MSEM Student Brings Capstone Project’s Efficiency, Savings to His Job

Tuesday, February 9, 2021

As an engineering professional, David Scherpf wanted to gain more project management skills in order to advance his career to the next level. He found UNC Charlotte’s Master of Science in Engineering Management (MSEM) program to be a perfect solution. Through the distance education program, he could continue to work full time, tailor instruction to his interest areas, and complete a real-world capstone project that met course requirements and, at the same time, led to improved efficiency and cost savings for his company.

Scherpf is a 2010 graduate of the University of Maryland, where he earned his Bachelor of Science in Mechanical Engineering. He is now a Sustaining Engineer for Anderson UnderBridge in York, South Carolina, a company that builds truck units that deploy scaffolding for bridge inspection and repair. He started the W.S. Lee College of Engineering Master of Engineering Management program in 2018 and will graduate in May 2021.
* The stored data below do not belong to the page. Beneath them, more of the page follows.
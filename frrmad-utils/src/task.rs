//
// Copyright (c) The FRR-MAD Contributors
//
// SPDX-License-Identifier: MIT
//

use std::future::Future;
use std::pin::Pin;
use std::time::Duration;

use tokio::time::MissedTickBehavior;
use tokio::{task, time};
use tracing::Instrument;

/// A handle to a task created by [`Task::spawn`].
///
/// Dropping the handle cancels the task, unless [`Task::detach`] was called.
#[derive(Debug)]
pub struct Task<T> {
    join_handle: task::JoinHandle<T>,
    detached: bool,
}

/// A handle to a poll loop created by [`IntervalTask::new`].
///
/// Dropping the handle stops the poll loop.
#[derive(Debug)]
pub struct IntervalTask {
    _task: Task<()>,
}

// ===== impl Task =====

impl<T> Task<T> {
    /// Spawns a new asynchronous task, returning a handle for it.
    pub fn spawn<Fut>(future: Fut) -> Task<T>
    where
        Fut: Future<Output = T> + Send + 'static,
        T: Send + 'static,
    {
        Task {
            join_handle: task::spawn(future),
            detached: false,
        }
    }

    /// Detaches the task, so that dropping its handle no longer cancels it.
    pub fn detach(&mut self) {
        self.detached = true;
    }
}

impl<T> Future for Task<T> {
    type Output = Result<T, task::JoinError>;

    fn poll(
        mut self: Pin<&mut Self>,
        cx: &mut std::task::Context<'_>,
    ) -> std::task::Poll<Self::Output> {
        Pin::new(&mut self.join_handle).poll(cx)
    }
}

impl<T> Drop for Task<T> {
    fn drop(&mut self) {
        if !self.detached {
            self.join_handle.abort();
        }
    }
}

// ===== impl IntervalTask =====

impl IntervalTask {
    /// Spawns a poll loop that calls the provided async closure every time
    /// the interval timer ticks.
    ///
    /// A tick that is missed because the previous callback ran for too long
    /// is delayed rather than fired in a burst, so slow fetches from the
    /// routing daemon never pile up.
    pub fn new<F, Fut>(
        interval: Duration,
        tick_on_start: bool,
        mut cb: F,
    ) -> IntervalTask
    where
        F: FnMut() -> Fut + Send + 'static,
        Fut: Future<Output = ()> + Send,
    {
        let task = Task::spawn(
            async move {
                let mut ticker = new_ticker(interval, tick_on_start);
                loop {
                    ticker.tick().await;
                    (cb)().await;
                }
            }
            .in_current_span(),
        );

        IntervalTask { _task: task }
    }
}

// ===== helper functions =====

fn new_ticker(interval: Duration, tick_on_start: bool) -> time::Interval {
    let mut ticker = if tick_on_start {
        time::interval(interval)
    } else {
        time::interval_at(time::Instant::now() + interval, interval)
    };
    ticker.set_missed_tick_behavior(MissedTickBehavior::Delay);
    ticker
}

// ===== unit tests =====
“I decided to do the masters,” Scherpf said, “because through my work experience I saw a lot of companies were looking for engineering management skills. So, going back to school made a lot of sense for my career. I knew UNC Charlotte had a good reputation in Engineering Management and the program personally appealed to me, because it offers a wide range of paths you can take. Its flexibility lets you select the classes in which you’re interested”

This flexibility also extends to capstone projects, where students work with their professors to develop projects that interest them and have real-world application value. Scherpf completed his capstone project in December 2020.
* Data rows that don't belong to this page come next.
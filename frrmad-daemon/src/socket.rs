//
// Copyright (c) The FRR-MAD Contributors
//
// SPDX-License-Identifier: MIT
//

use std::io;
use std::path::{Path, PathBuf};
use std::sync::Arc;

use bytes::{Buf, BufMut, BytesMut};
use frrmad_utils::task::Task;
use serde::{Deserialize, Serialize};
use serde_json::Value;
use tokio::io::{AsyncReadExt, AsyncWriteExt};
use tokio::net::{UnixListener, UnixStream};
use tracing::{Instrument, debug, debug_span, trace, warn};

use crate::daemon::State;

// Largest request or response accepted on the wire.
pub const MAX_FRAME_SIZE: usize = 16 * 1024 * 1024;

const FRAME_HDR_SIZE: usize = 4;

// Unix-socket server answering queries about the latest analysis and the
// data it was derived from.
//
// Each frame is a 4-byte little-endian length followed by a JSON document.
#[derive(Debug)]
pub struct QueryServer {
    path: PathBuf,
    _task: Task<()>,
}

#[derive(Clone, Debug, Eq, PartialEq)]
#[derive(Deserialize, Serialize)]
pub struct Request {
    pub service: String,
    pub command: String,
}

#[derive(Clone, Debug, PartialEq)]
#[derive(Deserialize, Serialize)]
pub struct Response {
    pub status: ResponseStatus,
    pub message: String,
    #[serde(default, skip_serializing_if = "Option::is_none")]
    pub data: Option<Value>,
}

#[derive(Clone, Copy, Debug, Eq, PartialEq)]
#[derive(Deserialize, Serialize)]
#[serde(rename_all = "lowercase")]
pub enum ResponseStatus {
    Success,
    Error,
}

// Identity of the local router.
#[derive(Debug, Serialize)]
#[serde(rename_all = "camelCase")]
struct RouterData<'a> {
    hostname: &'a str,
    frr_version: &'a str,
    router_id: Option<String>,
}

// ===== impl QueryServer =====

impl QueryServer {
    pub(crate) fn start(
        path: &Path,
        state: Arc<State>,
    ) -> io::Result<QueryServer> {
        // Remove a stale socket left by a previous instance.
        let _ = std::fs::remove_file(path);
        if let Some(dir) = path.parent() {
            std::fs::create_dir_all(dir)?;
        }
        let listener = UnixListener::bind(path)?;
        debug!(path = %path.display(), "query server listening");

        let task = Task::spawn(
            async move {
                loop {
                    match listener.accept().await {
                        Ok((stream, _)) => {
                            let state = state.clone();
                            let mut task = Task::spawn(
                                serve_client(stream, state).in_current_span(),
                            );
                            task.detach();
                        }
                        Err(error) => {
                            warn!(%error, "failed to accept connection");
                        }
                    }
                }
            }
            .instrument(debug_span!("query-server")),
        );

        Ok(QueryServer {
            path: path.to_owned(),
            _task: task,
        })
    }
}

impl Drop for QueryServer {
    fn drop(&mut self) {
        let _ = std::fs::remove_file(&self.path);
    }
}

// ===== impl Response =====

impl Response {
    fn success(message: impl Into<String>, data: Value) -> Response {
        Response {
            status: ResponseStatus::Success,
            message: message.into(),
            data: Some(data),
        }
    }

    fn error(message: impl Into<String>) -> Response {
        Response {
            status: ResponseStatus::Error,
            message: message.into(),
            data: None,
        }
    }
}

// ===== global functions =====

// Answers a single request.
pub fn process_request(state: &State, request: &Request) -> Response {
    let command = request.command.as_str();
    let result = match request.service.as_str() {
        "analysis" => process_analysis(state, command),
        "ospf" => process_ospf(state, command),
        "frr" => process_frr(state, command),
        service => {
            return Response::error(format!("unknown service: {service}"));
        }
    };

    match result {
        Some(Ok((message, data))) => Response::success(message, data),
        Some(Err(error)) => {
            Response::error(format!("failed to encode response: {error}"))
        }
        None => Response::error(format!("unknown command: {command}")),
    }
}

// Reads one frame. Returns `None` when the peer closed the connection
// cleanly.
pub async fn read_frame(
    stream: &mut UnixStream,
) -> io::Result<Option<BytesMut>> {
    let mut hdr = [0; FRAME_HDR_SIZE];
    match stream.read_exact(&mut hdr).await {
        Ok(_) => (),
        Err(error) if error.kind() == io::ErrorKind::UnexpectedEof => {
            return Ok(None);
        }
        Err(error) => return Err(error),
    }

    let len = (&hdr[..]).get_u32_le() as usize;
    if len > MAX_FRAME_SIZE {
        return Err(io::Error::new(
            io::ErrorKind::InvalidData,
            format!("frame too large ({len} bytes)"),
        ));
    }

    let mut buf = BytesMut::zeroed(len);
    stream.read_exact(&mut buf).await?;
    Ok(Some(buf))
}

pub async fn write_frame(
    stream: &mut UnixStream,
    data: &[u8],
) -> io::Result<()> {
    if data.len() > MAX_FRAME_SIZE {
        return Err(io::Error::new(
            io::ErrorKind::InvalidData,
            format!("frame too large ({} bytes)", data.len()),
        ));
    }

    let mut buf = BytesMut::with_capacity(FRAME_HDR_SIZE + data.len());
    buf.put_u32_le(data.len() as u32);
    buf.put_slice(data);
    stream.write_all(&buf).await
}

// ===== helper functions =====

async fn serve_client(mut stream: UnixStream, state: Arc<State>) {
    loop {
        let frame = match read_frame(&mut stream).await {
            Ok(Some(frame)) => frame,
            Ok(None) => return,
            Err(error) => {
                warn!(%error, "failed to read request");
                return;
            }
        };

        let response = match serde_json::from_slice::<Request>(&frame) {
            Ok(request) => {
                trace!(?request, "received request");
                process_request(&state, &request)
            }
            Err(error) => Response::error(format!("invalid request: {error}")),
        };

        let data = match serde_json::to_vec(&response) {
            Ok(data) => data,
            Err(error) => {
                warn!(%error, "failed to encode response");
                return;
            }
        };
        if let Err(error) = write_frame(&mut stream, &data).await {
            warn!(%error, "failed to send response");
            return;
        }
    }
}

type CommandResult = Option<serde_json::Result<(&'static str, Value)>>;

fn process_analysis(state: &State, command: &str) -> CommandResult {
    let analysis = state.analyzer.analysis();
    let result = match command {
        "router" => (
            "router-LSA anomalies",
            serde_json::to_value(&analysis.router_anomaly),
        ),
        "external" => (
            "AS-external-LSA anomalies",
            serde_json::to_value(&analysis.external_anomaly),
        ),
        "nssaExternal" => (
            "NSSA-LSA anomalies",
            serde_json::to_value(&analysis.nssa_external_anomaly),
        ),
        "lsdbToRib" => (
            "LSDB to RIB anomalies",
            serde_json::to_value(&analysis.lsdb_to_rib_anomaly),
        ),
        "ribToFib" => (
            "RIB to FIB anomalies",
            serde_json::to_value(&analysis.rib_to_fib_anomaly),
        ),
        "shouldParsedLsdb" => (
            "expected LSDB derived from the static configuration",
            serde_json::to_value(&*state.analyzer.parsed_data()),
        ),
        _ => return None,
    };
    Some(lift(result))
}

fn process_ospf(state: &State, command: &str) -> CommandResult {
    let snapshot = state.snapshot.load_full();
    let snapshot = snapshot.as_deref();
    let result = match command {
        "router" => (
            "self-originated router-LSAs",
            serde_json::to_value(
                snapshot.and_then(|s| s.ospf_router.as_ref()),
            ),
        ),
        "externalData" => (
            "self-originated AS-external-LSAs",
            serde_json::to_value(
                snapshot.and_then(|s| s.ospf_external.as_ref()),
            ),
        ),
        "nssaExternalData" => (
            "self-originated NSSA-LSAs",
            serde_json::to_value(
                snapshot.and_then(|s| s.ospf_nssa_external.as_ref()),
            ),
        ),
        "neighbors" => (
            "OSPF neighbors",
            serde_json::to_value(
                snapshot.and_then(|s| s.ospf_neighbors.as_ref()),
            ),
        ),
        "staticConfig" => (
            "static FRR configuration",
            serde_json::to_value(
                snapshot.and_then(|s| s.static_config.as_ref()),
            ),
        ),
        "peerMap" => (
            "point-to-point peer map",
            serde_json::to_value(&state.analyzer.parsed_data().peer_map),
        ),
        _ => return None,
    };
    Some(lift(result))
}

fn process_frr(state: &State, command: &str) -> CommandResult {
    let snapshot = state.snapshot.load_full();
    let snapshot = snapshot.as_deref();
    let result = match command {
        "routerData" => {
            let data = snapshot.and_then(|s| s.static_config.as_ref()).map(
                |config| RouterData {
                    hostname: &config.hostname,
                    frr_version: &config.frr_version,
                    router_id: config.router_id().map(|id| id.to_string()),
                },
            );
            ("router identity", serde_json::to_value(data))
        }
        "rib" => (
            "routing information base",
            serde_json::to_value(snapshot.and_then(|s| s.rib.as_ref())),
        ),
        _ => return None,
    };
    Some(lift(result))
}

fn lift(
    (message, data): (&'static str, serde_json::Result<Value>),
) -> serde_json::Result<(&'static str, Value)> {
    data.map(|data| (message, data))
}

// ===== unit tests =====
“For my capstone project, I wanted to do something that involved Lean Six Sigma and would help me apply the method to a project I was involved in at work,” Scherpf said. “Dr. (Tao) Hong (the graduate program director and Scherpf's capstone advisor) helped me develop the scope for a project relating to the redesign of the power unit on our second biggest truck, the HPT43.”

The vendor of the power unit had discontinued the engine that runs the equipment at the back of the truck, so Scherpf had to spec and identify a new engine system and develop the assembly methods for building it into the truck.

“Using Lean Six Sigma in the decision-making process, I talked with a lot of customers about what they both needed and didn’t need from the unit,” Scherpf said. “This allowed me to tailor the unit to fit their specs. This actually led to eliminating some existing features they didn’t use or need, which allowed us to use a smaller engine and saved money overall.”

Link to Scherpf’s capstone project abstract.

Scherpf worked with suppliers to resize the hydraulics, generator and engine, which saved $7,000 per unit. He then designed a new manufacturing process for the assembly of the units that was 50 percent more efficient than the old build method. He managed the building of a prototype, then performed tests to evaluate benefits.

“I have to give credit to Dr. Hong for making this project possible,” Scherpf said. “He helped me incorporate the elements of the Engineering Management program into this specific project. I got to work with the elements I was most interested in and put them to good use for Anderson UnderBridge.”

The project was a great example of how practical capstone projects fit into the MSEM program, Dr. Hong said. “The elements of the project, such as costs of labor and equipment, manufacturing processes, customer needs and decision analysis, were an excellent fit for what we offer in the curriculum,” he said. “David did a great job pulling it all together. It was gratifying to see the positive results for his company.”

Overall, the Master of Science in Engineering Management program has been a very positive experience, Scherpf said. “The most consistent thing I benefitted from throughout the whole program was the team projects,” he said. “We had to work with a new team on a new project every semester. This makes you learn people skills and how to be a good teammate. Doing it in a distance learning environment made it even more beneficial for me and the work I do at Anderson. I learned how to be upfront with communications from the very beginning of a project, as well as how to continue with good project management to make sure projects run smoothly.”